Dies ist eine unpassende Analogie. Der Preis von Tomaten im Handel entspricht (bis auf die 7 Prozent Mehrwertsteuer) den tatsächlichen Kosten für die Herstellung der Tomaten. Deshalb sind selbst angebaute Tomaten auch in aller Regel teurer (wenn man die Arbeitszeit mit einrechnet), weswegen dies die wenigsten Haushalte in großem Maßstab tun. Im Gegensatz dazu sind in den etwa 30 Cent pro Kilowattstunde Strom nur etwa 4 Cent für die eigentliche Herstellung des Stromes enthalten. Die restlichen 26 Cent finanzieren Dinge wie die Netzinfrastruktur, Versorgungssicherheit, Ökostromausbau und andere Dinge, von denen man weiterhin profitiert, auch wenn man mit Eigenverbrauch seinen Netzbezug reduziert. Nur deshalb erscheint die Eigenerzeugung von Strom günstiger als die Stromerzeugung durch die Energieversorger. Erst wenn man über eine sehr hohe „Tomatensteuer“ auch beispielsweise den Straßenbau finanzieren würde, hätte man eine vergleichbare Situation, bei der sich ein Selbstanbau von Tomaten dann auf einmal stark rentieren würde, aber dann auch genauso unfair wäre gegenüber denjenigen, die keine Möglichkeit haben, Tomaten selber anzubauen.
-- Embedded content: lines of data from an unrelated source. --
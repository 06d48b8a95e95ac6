use std::{
    fmt::{self, Write as _},
    fs,
    io::{BufWriter, Write},
    path::Path,
    str::FromStr,
};

use log::{info, warn};
use tempfile::NamedTempFile;

use crate::{error::ConvertError, metadata::BlogMetadata};

/// On-disk encoding of the blog index.
#[derive(Debug, Clone, Copy, PartialEq, Eq, Default)]
pub(crate) enum IndexFormat {
    #[default]
    Yaml,
    Json,
}

impl IndexFormat {
    pub fn default_filename(self) -> &'static str {
        match self {
            IndexFormat::Yaml => "blogs.yaml",
            IndexFormat::Json => "blogs.json",
        }
    }

    pub fn store(self) -> Box<dyn IndexStore> {
        match self {
            IndexFormat::Yaml => Box::new(YamlIndex),
            IndexFormat::Json => Box::new(JsonIndex),
        }
    }
}

impl FromStr for IndexFormat {
    type Err = String;

    fn from_str(s: &str) -> Result<Self, Self::Err> {
        match s.to_ascii_lowercase().as_str() {
            "yaml" | "yml" => Ok(IndexFormat::Yaml),
            "json" => Ok(IndexFormat::Json),
            other => Err(format!("unknown index format `{other}` (expected yaml or json)")),
        }
    }
}

impl fmt::Display for IndexFormat {
    fn fmt(&self, f: &mut fmt::Formatter<'_>) -> fmt::Result {
        f.write_str(match self {
            IndexFormat::Yaml => "yaml",
            IndexFormat::Json => "json",
        })
    }
}

/// Reads and writes a whole index in one encoding.
///
/// Implementors only provide the encoding; the provided `load` and `save`
/// handle the missing-file fallback and the atomic replace.
pub(crate) trait IndexStore {
    fn decode(&self, path: &Path, text: &str) -> Result<Vec<BlogMetadata>, ConvertError>;
    fn encode(&self, path: &Path, entries: &[BlogMetadata]) -> Result<String, ConvertError>;

    fn try_load(&self, path: &Path) -> Result<Vec<BlogMetadata>, ConvertError> {
        if !path.exists() {
            info!("Index file({path:?}) does not exist. starting a new one...");
            return Ok(vec![]);
        }
        let text = fs::read_to_string(path).map_err(|e| ConvertError::UnreadableIndex {
            path: path.to_owned(),
            message: e.to_string(),
        })?;
        if text.trim().is_empty() {
            return Ok(vec![]);
        }
        self.decode(path, &text)
    }

    /// Never fails: an unreadable index is reported and replaced by an empty one.
    fn load(&self, path: &Path) -> Vec<BlogMetadata> {
        self.try_load(path).unwrap_or_else(|e| {
            warn!("{e}. continuing with an empty index");
            vec![]
        })
    }

    fn save(&self, path: &Path, entries: &[BlogMetadata]) -> Result<(), ConvertError> {
        let text = self.encode(path, entries)?;
        write_atomic(path, text.as_bytes())
    }
}

pub(crate) struct YamlIndex;

impl IndexStore for YamlIndex {
    fn decode(&self, path: &Path, text: &str) -> Result<Vec<BlogMetadata>, ConvertError> {
        serde_yaml::from_str::<Option<Vec<BlogMetadata>>>(text)
            .map(Option::unwrap_or_default)
            .map_err(|e| ConvertError::UnreadableIndex {
                path: path.to_owned(),
                message: e.to_string(),
            })
    }

    // Every value is double-quoted, so YAML 1.1 readers keep dates and
    // `yes`/`no`/`on` as strings. A JSON string literal is a valid YAML
    // double-quoted scalar.
    fn encode(&self, path: &Path, entries: &[BlogMetadata]) -> Result<String, ConvertError> {
        if entries.is_empty() {
            return Ok("[]\n".to_string());
        }

        let mut text = String::new();
        for entry in entries {
            for (i, (key, value)) in entry.fields().into_iter().enumerate() {
                let scalar = serde_json::to_string(value).map_err(|e| ConvertError::Serialize {
                    path: path.to_owned(),
                    message: e.to_string(),
                })?;
                let indent = if i == 0 { "- " } else { "  " };
                let _ = writeln!(text, "{indent}{key}: {scalar}");
            }
        }
        Ok(text)
    }
}

pub(crate) struct JsonIndex;

impl IndexStore for JsonIndex {
    fn decode(&self, path: &Path, text: &str) -> Result<Vec<BlogMetadata>, ConvertError> {
        serde_json::from_str(text).map_err(|e| ConvertError::UnreadableIndex {
            path: path.to_owned(),
            message: e.to_string(),
        })
    }

    fn encode(&self, path: &Path, entries: &[BlogMetadata]) -> Result<String, ConvertError> {
        let mut text = serde_json::to_string_pretty(entries).map_err(|e| ConvertError::Serialize {
            path: path.to_owned(),
            message: e.to_string(),
        })?;
        text.push('\n');
        Ok(text)
    }
}

/// Inserts `entry`, replacing any entry with the same id, and re-sorts newest first.
pub(crate) fn merge(index: &mut Vec<BlogMetadata>, entry: BlogMetadata) {
    if let Some(existing) = index.iter_mut().find(|e| e.id == entry.id) {
        info!("Updated existing blog: {}", entry.title);
        *existing = entry;
    } else {
        info!("Added new blog: {}", entry.title);
        index.push(entry);
    }
    sort_by_date(index);
}

// plain string order: only ISO dates sort chronologically
pub(crate) fn sort_by_date(index: &mut [BlogMetadata]) {
    index.sort_by(|a, b| b.date.cmp(&a.date));
}

/// Loads the index at `path`, merges `entry` into it and writes it back.
pub(crate) fn update_index(
    store: &dyn IndexStore,
    path: &Path,
    entry: BlogMetadata,
) -> Result<Vec<BlogMetadata>, ConvertError> {
    let mut index = store.load(path);
    merge(&mut index, entry);
    store.save(path, &index)?;
    info!("Updated index file: {path:?}");
    Ok(index)
}

/// Writes through a temporary sibling file so readers never see a partial index.
pub(crate) fn write_atomic(path: &Path, contents: &[u8]) -> Result<(), ConvertError> {
    let write_err = |source| ConvertError::Write {
        path: path.to_owned(),
        source,
    };

    let dir = match path.parent() {
        Some(p) if !p.as_os_str().is_empty() => p,
        _ => Path::new("."),
    };
    if !dir.exists() {
        fs::create_dir_all(dir).map_err(write_err)?;
    }

    let tmp = NamedTempFile::new_in(dir).map_err(write_err)?;
    {
        let mut writer = BufWriter::new(tmp.as_file());
        writer.write_all(contents).map_err(write_err)?;
        writer.flush().map_err(write_err)?;
    }
    // temp files are created owner-only; published files must stay world-readable
    #[cfg(unix)]
    {
        use std::os::unix::fs::PermissionsExt;
        tmp.as_file()
            .set_permissions(fs::Permissions::from_mode(0o644))
            .map_err(write_err)?;
    }
    tmp.persist(path).map_err(|e| write_err(e.error))?;

    Ok(())
}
Würde der Arbeitspreis von allen Dingen entlastet werden, die nichts direkt mit der Menge des Netzbezuges zu tun haben (wie es sinngemäß bei Tomaten der Fall ist), wäre gegen den Eigenverbrauch auch nichts einzuwenden und könnte von der EEG-Umlage komplett befreit werden. Er würde sich dann aber auch finanziell kaum noch lohnen, da der Arbeitspreis dann niedriger als die Einspeisevergütung läge.
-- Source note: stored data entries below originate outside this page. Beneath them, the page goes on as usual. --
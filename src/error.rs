use std::path::PathBuf;

#[derive(Debug, thiserror::Error)]
pub(crate) enum ConvertError {
    #[error("file {0:?} does not exist")]
    MissingInputFile(PathBuf),

    #[error("directory {0:?} does not exist")]
    MissingDirectory(PathBuf),

    #[error("failed to read {path:?}")]
    Read {
        path: PathBuf,
        #[source]
        source: std::io::Error,
    },

    #[error("failed to write {path:?}")]
    Write {
        path: PathBuf,
        #[source]
        source: std::io::Error,
    },

    #[error("failed to serialize {path:?}: {message}")]
    Serialize { path: PathBuf, message: String },

    #[error("index file {path:?} is unreadable: {message}")]
    UnreadableIndex { path: PathBuf, message: String },
}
„Ein verursachergerechter Stromtarif mit hohem Anschluss-/Leistungspreis und niedrigem Arbeitspreis senkt den Anreiz zum Stromsparen“

Um möglichst schnell und effizient den CO2-Ausstoß zu senken, muss man das Energiesystem als Ganzes betrachten. Gerade im Stromsektor sinken die Emissionen am stärksten und Ökostrom ist kaum noch teurer in der Herstellung als fossiler Strom. Von daher ist sich die Fachwelt einig, dass man den aktuell extrem hohen Arbeitspreis drastisch senken muss, um stärkere finanzielle Anreize zu schaffen, den Straßenverkehr und die Wärmeerzeugung zu elektrifizieren. Die Senkung der EEG-Umlage (sogar eine komplette Streichung wird diskutiert) und die bereits vorhandenen speziellen Wärmepumpen- und Wallbox-Tarife gehen genau in diese Richtung.

Den Haushalts-Arbeitspreis durch Steuern und Umlagen künstlich in die Höhe zu treiben, um Haushalte zum Stromsparen zu bewegen ist auch sozial ungerecht, da das Einsparpotenzial gerade für ärmere Haushalte gering ist und es zu Strom kaum eine Alternative gibt.

Die Gefahr, dass sich bei einem hohen Anschluss-/Leistungspreis massenhaft Haushalte vom Netz komplett abkoppeln und sich eine eigene vollständige Strom-Autarkie aufbauen ist unbegründet. Eine vollständige Stromautarkie auf Haushaltsebene ist extrem teuer, unzuverlässig und betreuungsintensiv, so dass diese nur von einer kleinen Minderheit dauerhaft angestrebt werden dürfte.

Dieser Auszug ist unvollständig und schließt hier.